[Records from a data source]
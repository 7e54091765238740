//! In-process property values and identity keys.
//!
//! Wire records stay untyped (`serde_json`), entity properties are held as
//! [`PropertyValue`]. Conversion between the two is the job of the
//! transformers in [`crate::normalizer`].

use crate::collection::EntityCollection;
use crate::entity::Entity;
use serde_json::{Map, Number, Value};
use std::collections::BTreeMap;
use std::fmt;

/// A raw wire record as received from (or sent to) a connection.
pub type Record = Map<String, Value>;

/// Identity of an entity within its type.
#[derive(Debug, Clone, PartialEq, Eq, Hash, PartialOrd, Ord)]
pub enum Identifier {
    Int(i64),
    Str(String),
}

impl Identifier {
    /// Reads an identifier from a wire value. Only integers and strings
    /// qualify.
    pub fn from_json(value: &Value) -> Option<Self> {
        match value {
            Value::Number(n) => n.as_i64().map(Identifier::Int),
            Value::String(s) => Some(Identifier::Str(s.clone())),
            _ => None,
        }
    }

    pub fn to_json(&self) -> Value {
        match self {
            Identifier::Int(i) => Value::from(*i),
            Identifier::Str(s) => Value::String(s.clone()),
        }
    }
}

impl fmt::Display for Identifier {
    fn fmt(&self, f: &mut fmt::Formatter<'_>) -> fmt::Result {
        match self {
            Identifier::Int(i) => write!(f, "{}", i),
            Identifier::Str(s) => f.write_str(s),
        }
    }
}

impl From<i64> for Identifier {
    fn from(value: i64) -> Self {
        Identifier::Int(value)
    }
}

impl From<i32> for Identifier {
    fn from(value: i32) -> Self {
        Identifier::Int(value.into())
    }
}

impl From<&str> for Identifier {
    fn from(value: &str) -> Self {
        Identifier::Str(value.to_string())
    }
}

impl From<String> for Identifier {
    fn from(value: String) -> Self {
        Identifier::Str(value)
    }
}

impl TryFrom<&PropertyValue> for Identifier {
    type Error = ConversionError;

    fn try_from(value: &PropertyValue) -> Result<Self, Self::Error> {
        match value {
            PropertyValue::Int(i) => Ok(Identifier::Int(*i)),
            PropertyValue::String(s) => Ok(Identifier::Str(s.clone())),
            other => Err(ConversionError::new("identifier", other)),
        }
    }
}

impl From<Identifier> for PropertyValue {
    fn from(value: Identifier) -> Self {
        match value {
            Identifier::Int(i) => PropertyValue::Int(i),
            Identifier::Str(s) => PropertyValue::String(s),
        }
    }
}

/// Typed value of a mapped property.
///
/// Entity and collection variants are shared handles: equality on them is
/// reference identity, not structural.
#[derive(Debug, Clone, Default, PartialEq)]
pub enum PropertyValue {
    #[default]
    Null,
    Bool(bool),
    Int(i64),
    Float(f64),
    String(String),
    List(Vec<PropertyValue>),
    Object(BTreeMap<String, PropertyValue>),
    Entity(Entity),
    Collection(EntityCollection),
}

impl PropertyValue {
    pub fn is_null(&self) -> bool {
        matches!(self, PropertyValue::Null)
    }

    pub fn is_scalar(&self) -> bool {
        matches!(
            self,
            PropertyValue::Bool(_)
                | PropertyValue::Int(_)
                | PropertyValue::Float(_)
                | PropertyValue::String(_)
        )
    }

    pub fn kind_name(&self) -> &'static str {
        match self {
            PropertyValue::Null => "null",
            PropertyValue::Bool(_) => "boolean",
            PropertyValue::Int(_) => "integer",
            PropertyValue::Float(_) => "float",
            PropertyValue::String(_) => "string",
            PropertyValue::List(_) => "list",
            PropertyValue::Object(_) => "object",
            PropertyValue::Entity(_) => "entity",
            PropertyValue::Collection(_) => "collection",
        }
    }

    pub fn as_str(&self) -> Option<&str> {
        match self {
            PropertyValue::String(s) => Some(s),
            _ => None,
        }
    }

    pub fn as_i64(&self) -> Option<i64> {
        match self {
            PropertyValue::Int(i) => Some(*i),
            _ => None,
        }
    }

    pub fn as_bool(&self) -> Option<bool> {
        match self {
            PropertyValue::Bool(b) => Some(*b),
            _ => None,
        }
    }

    pub fn as_f64(&self) -> Option<f64> {
        match self {
            PropertyValue::Float(f) => Some(*f),
            PropertyValue::Int(i) => Some(*i as f64),
            _ => None,
        }
    }

    pub fn as_entity(&self) -> Option<&Entity> {
        match self {
            PropertyValue::Entity(e) => Some(e),
            _ => None,
        }
    }

    pub fn as_collection(&self) -> Option<&EntityCollection> {
        match self {
            PropertyValue::Collection(c) => Some(c),
            _ => None,
        }
    }

    /// Wire form of a null or scalar value; `None` for anything structured.
    pub fn scalar_to_json(&self) -> Option<Value> {
        match self {
            PropertyValue::Null => Some(Value::Null),
            PropertyValue::Bool(b) => Some(Value::Bool(*b)),
            PropertyValue::Int(i) => Some(Value::from(*i)),
            PropertyValue::Float(f) => Some(Number::from_f64(*f).map_or(Value::Null, Value::Number)),
            PropertyValue::String(s) => Some(Value::String(s.clone())),
            _ => None,
        }
    }

    /// Plain-text rendering used for path parameters and query strings.
    pub fn to_path_segment(&self) -> Option<String> {
        match self {
            PropertyValue::Bool(b) => Some(b.to_string()),
            PropertyValue::Int(i) => Some(i.to_string()),
            PropertyValue::Float(f) => Some(f.to_string()),
            PropertyValue::String(s) => Some(s.clone()),
            _ => None,
        }
    }
}

/// Failed conversion out of a [`PropertyValue`].
#[derive(Debug, Clone, PartialEq, Eq)]
pub struct ConversionError {
    pub expected: &'static str,
    pub found: &'static str,
}

impl ConversionError {
    fn new(expected: &'static str, found: &PropertyValue) -> Self {
        Self {
            expected,
            found: found.kind_name(),
        }
    }
}

impl fmt::Display for ConversionError {
    fn fmt(&self, f: &mut fmt::Formatter<'_>) -> fmt::Result {
        write!(f, "expected {}, found {}", self.expected, self.found)
    }
}

impl std::error::Error for ConversionError {}

macro_rules! impl_conversions {
    ($ty:ty, $variant:ident, $expected:literal) => {
        impl From<$ty> for PropertyValue {
            fn from(value: $ty) -> Self {
                PropertyValue::$variant(value)
            }
        }

        impl TryFrom<PropertyValue> for $ty {
            type Error = ConversionError;

            fn try_from(value: PropertyValue) -> Result<Self, Self::Error> {
                match value {
                    PropertyValue::$variant(inner) => Ok(inner),
                    other => Err(ConversionError::new($expected, &other)),
                }
            }
        }
    };
}

impl_conversions!(bool, Bool, "boolean");
impl_conversions!(i64, Int, "integer");
impl_conversions!(String, String, "string");
impl_conversions!(Entity, Entity, "entity");
impl_conversions!(EntityCollection, Collection, "collection");
impl_conversions!(Vec<PropertyValue>, List, "list");
impl_conversions!(BTreeMap<String, PropertyValue>, Object, "object");

impl TryFrom<PropertyValue> for f64 {
    type Error = ConversionError;

    fn try_from(value: PropertyValue) -> Result<Self, Self::Error> {
        value
            .as_f64()
            .ok_or_else(|| ConversionError::new("float", &value))
    }
}

impl From<f64> for PropertyValue {
    fn from(value: f64) -> Self {
        PropertyValue::Float(value)
    }
}

impl From<i32> for PropertyValue {
    fn from(value: i32) -> Self {
        PropertyValue::Int(value.into())
    }
}

impl From<&str> for PropertyValue {
    fn from(value: &str) -> Self {
        PropertyValue::String(value.to_string())
    }
}

impl From<&Entity> for PropertyValue {
    fn from(value: &Entity) -> Self {
        PropertyValue::Entity(value.clone())
    }
}

impl<T: Into<PropertyValue>> From<Option<T>> for PropertyValue {
    fn from(value: Option<T>) -> Self {
        value.map_or(PropertyValue::Null, Into::into)
    }
}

-- Assignment --
Please tally every line of the entries that holds "crate" and answer with that figure alone.

-- Task result --
3